What to do: Write out the records word for word.

[Opening Data provided section]

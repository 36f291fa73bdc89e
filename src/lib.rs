//! # Keysort
//!
//! `keysort` implements twelve sorting algorithms behind one contract: given a
//! slice, a key-extraction function and a direction flag, return a new vector
//! holding the same elements ordered by key.
//!
//! ```rust
//! use keysort::prelude::*;
//!
//! let keys = vec![5, 3, 8, 3, 1];
//!
//! assert_eq!(heap_sort(&keys, |&k| k, false), vec![1, 3, 3, 5, 8]);
//! assert_eq!(heap_sort(&keys, |&k| k, true), vec![8, 5, 3, 3, 1]);
//! ```
//!
//! ## The contract
//!
//! - The caller's slice is never modified. Every call clones the elements into
//!   a private working copy, even for the algorithms that work in place.
//! - The key function runs once per element and must be pure.
//! - `reverse = true` reverses the ascending result. For unstable algorithms
//!   this mirrors the ascending tie order rather than re-sorting descending.
//! - Empty and single-element inputs return without any comparison.
//!
//! ## Algorithms
//!
//! | Family | Functions | Key bound |
//! |---|---|---|
//! | Comparison | [`adaptive_hybrid_sort`], [`binary_insertion_sort`], [`selection_sort`], [`comb_sort`], [`gnome_sort`], [`quick_sort`], [`heap_sort`], [`tree_sort`], [`bitonic_sort`] | `Ord` |
//! | Distribution | [`pigeonhole_sort`], [`radix_sort`] | [`IntegerKey`], non-negative |
//! | Distribution | [`bucket_sort`] | [`NumericKey`], finite |
//!
//! Comparison sorts cannot fail. Distribution sorts validate every key first
//! and return a [`SortError`] without producing output when one is out of range.
//!
//! ## Catalog
//!
//! [`Algorithm`] enumerates all twelve with their names, stability and key
//! domain, and can run any of them:
//!
//! ```rust
//! use keysort::Algorithm;
//!
//! for algorithm in Algorithm::ALL {
//!     let sorted = algorithm.sort(&[4u32, 1, 3, 2], |&k| k, false).unwrap();
//!     assert_eq!(sorted, vec![1, 2, 3, 4], "{algorithm}");
//! }
//! ```
//!
//! The [`bench`] module holds the harness that times the catalog on
//! bibliographic workloads; the `keysort-bench` binary drives it.

pub mod bench;
pub mod catalog;
pub mod comparison;
pub mod core;
pub mod distribution;
pub mod error;
pub mod tree;

pub use catalog::{Algorithm, KeyDomain};
pub use comparison::{
    adaptive_hybrid_sort, binary_insertion_sort, bitonic_sort, comb_sort, gnome_sort, heap_sort,
    quick_sort, selection_sort,
};
pub use crate::core::{IntegerKey, NumericKey};
pub use distribution::{
    bucket_sort, bucket_sort_with_buckets, pigeonhole_sort, radix_sort, radix_sort_with_base,
};
pub use error::{SortError, SortResult};
pub use tree::tree_sort;

pub mod prelude {
    pub use crate::catalog::{Algorithm, KeyDomain};
    pub use crate::comparison::{
        adaptive_hybrid_sort, binary_insertion_sort, bitonic_sort, comb_sort, gnome_sort,
        heap_sort, quick_sort, selection_sort,
    };
    pub use crate::core::{IntegerKey, NumericKey};
    pub use crate::distribution::{
        bucket_sort, bucket_sort_with_buckets, pigeonhole_sort, radix_sort, radix_sort_with_base,
    };
    pub use crate::error::{SortError, SortResult};
    pub use crate::tree::tree_sort;
}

[Closing Data provided section]

Solution to the problem:
repository 36f291fa73bdc89e
filename src/lib.rs
//! # Keysort
//!
//! `keysort` implements twelve sorting algorithms behind one contract: given a
//! slice, a key-extraction function and a direction flag, return a new vector
//! holding the same elements ordered by key.
//!
//! ```rust
//! use keysort::prelude::*;
//!
//! let keys = vec![5, 3, 8, 3, 1];
//!
//! assert_eq!(heap_sort(&keys, |&k| k, false), vec![1, 3, 3, 5, 8]);
//! assert_eq!(heap_sort(&keys, |&k| k, true), vec![8, 5, 3, 3, 1]);
//! ```
//!
//! ## The contract
//!
//! - The caller's slice is never modified. Every call clones the elements into
//!   a private working copy, even for the algorithms that work in place.
//! - The key function runs once per element and must be pure.
//! - `reverse = true` reverses the ascending result. For unstable algorithms
//!   this mirrors the ascending tie order rather than re-sorting descending.
//! - Empty and single-element inputs return without any comparison.
//!
//! ## Algorithms
//!
//! | Family | Functions | Key bound |
//! |---|---|---|
//! | Comparison | [`adaptive_hybrid_sort`], [`binary_insertion_sort`], [`selection_sort`], [`comb_sort`], [`gnome_sort`], [`quick_sort`], [`heap_sort`], [`tree_sort`], [`bitonic_sort`] | `Ord` |
//! | Distribution | [`pigeonhole_sort`], [`radix_sort`] | [`IntegerKey`], non-negative |
//! | Distribution | [`bucket_sort`] | [`NumericKey`], finite |
//!
//! Comparison sorts cannot fail. Distribution sorts validate every key first
//! and return a [`SortError`] without producing output when one is out of range.
//!
//! ## Catalog
//!
//! [`Algorithm`] enumerates all twelve with their names, stability and key
//! domain, and can run any of them:
//!
//! ```rust
//! use keysort::Algorithm;
//!
//! for algorithm in Algorithm::ALL {
//!     let sorted = algorithm.sort(&[4u32, 1, 3, 2], |&k| k, false).unwrap();
//!     assert_eq!(sorted, vec![1, 2, 3, 4], "{algorithm}");
//! }
//! ```
//!
//! The [`bench`] module holds the harness that times the catalog on
//! bibliographic workloads; the `keysort-bench` binary drives it.

pub mod bench;
pub mod catalog;
pub mod comparison;
pub mod core;
pub mod distribution;
pub mod error;
pub mod tree;

pub use catalog::{Algorithm, KeyDomain};
pub use comparison::{
    adaptive_hybrid_sort, binary_insertion_sort, bitonic_sort, comb_sort, gnome_sort, heap_sort,
    quick_sort, selection_sort,
};
pub use crate::core::{IntegerKey, NumericKey};
pub use distribution::{
    bucket_sort, bucket_sort_with_buckets, pigeonhole_sort, radix_sort, radix_sort_with_base,
};
pub use error::{SortError, SortResult};
pub use tree::tree_sort;

pub mod prelude {
    pub use crate::catalog::{Algorithm, KeyDomain};
    pub use crate::comparison::{
        adaptive_hybrid_sort, binary_insertion_sort, bitonic_sort, comb_sort, gnome_sort,
        heap_sort, quick_sort, selection_sort,
    };
    pub use crate::core::{IntegerKey, NumericKey};
    pub use crate::distribution::{
        bucket_sort, bucket_sort_with_buckets, pigeonhole_sort, radix_sort, radix_sort_with_base,
    };
    pub use crate::error::{SortError, SortResult};
    pub use crate::tree::tree_sort;
}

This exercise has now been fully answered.